Four compounds (1–4) reported in our previous work as potential antipsychotics with affinity for dopamine D2 and serotonin 5-HT1A and 5-HT2A receptors, were now subjected to detailed structural characterization. The X-ray analysis conducted for studied compounds proved that interatomic distances and bond angles in their crystal structures lie within normal values. The indole group in all compounds is planar, whereas tetrahydropyridine moiety exhibits almost ideal or close to half-chair conformation and is slightly or significantly rotated in relation to the indole group plane by 9.49(1)°, 30.24(11)°, 7.43(6)° and 15.98(18)° in compounds 1–4, respectively.
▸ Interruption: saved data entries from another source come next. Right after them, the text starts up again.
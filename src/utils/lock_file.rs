//! One-writer-per-store discipline (spec §5, §9): a plain lock file next to
//! the live store's DSN, held for the duration of one ingestion tick.

use std::path::{Path, PathBuf};

use crate::error::StoreError;

pub struct LiveLock {
    path: PathBuf,
}

impl LiveLock {
    /// Acquire the lock, failing if another tick already holds it. The lock
    /// is released automatically when the guard drops.
    pub async fn acquire(path: impl AsRef<Path>) -> Result<Self, StoreError> {
        let path = path.as_ref().to_path_buf();
        if let Some(parent) = path.parent() {
            tokio::fs::create_dir_all(parent).await.map_err(|e| StoreError::Sqlite(sqlx::Error::Io(e)))?;
        }

        match tokio::fs::OpenOptions::new().create_new(true).write(true).open(&path).await {
            Ok(_) => Ok(Self { path }),
            Err(e) if e.kind() == std::io::ErrorKind::AlreadyExists => Err(StoreError::LiveLocked),
            Err(e) => Err(StoreError::Sqlite(sqlx::Error::Io(e))),
        }
    }
}

impl Drop for LiveLock {
    fn drop(&mut self) {
        if let Err(e) = std::fs::remove_file(&self.path) {
            tracing::warn!(path = %self.path.display(), error = %e, "failed to remove live lock file");
        }
    }
}

#[cfg(test)]
mod tests {
    use super::*;

    #[tokio::test]
    async fn second_acquire_fails_while_first_is_held() {
        let dir = tempfile::tempdir().unwrap();
        let path = dir.path().join("live.lock");

        let guard = LiveLock::acquire(&path).await.unwrap();
        assert!(matches!(LiveLock::acquire(&path).await, Err(StoreError::LiveLocked)));
        drop(guard);

        assert!(LiveLock::acquire(&path).await.is_ok());
    }
}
The R1 substituents of tetrahydropyridine group in all cases form a dihedral angle with the indole moiety with value ranging from 66.57(14)° (2) to 86.73(17)° (4). The crystal structure of 1 is stabilized by N–H···N hydrogen bonds and C–H···π interactions. The intermolecular C(12)−H(12B)···Cg(2) interactions form a supramolecular two-dimensional network. The molecules in the crystal of 2 are linked by N–H···N. The formed chains are additionally stabilized with C–H···S hydrogen bonds. In case of compound 3, molecule chains are formed by N–H···N hydrogen bonds and are further linked via C–H···O hydrogen bonds into layer. The crystal structure is also stabilized by intermolecular C–H···π interactions. The molecules of compound 4 are linked by N–H···N hydrogen bonds and further stabilized by intermolecular C–H···π interactions. Crystallographic analysis was complemented with computational studies, such as Frontier Molecular Orbital analysis, which indicated that all four compounds display similar chemical reactivity, regardless of different R1 and R2 substituents. In addition, the most reactive parts of the compounds appear to be the indole and double bond located in tetrahydropyridine moiety. Lastly, the calculations of electrostatic potential and non-covalent interactions have been performed.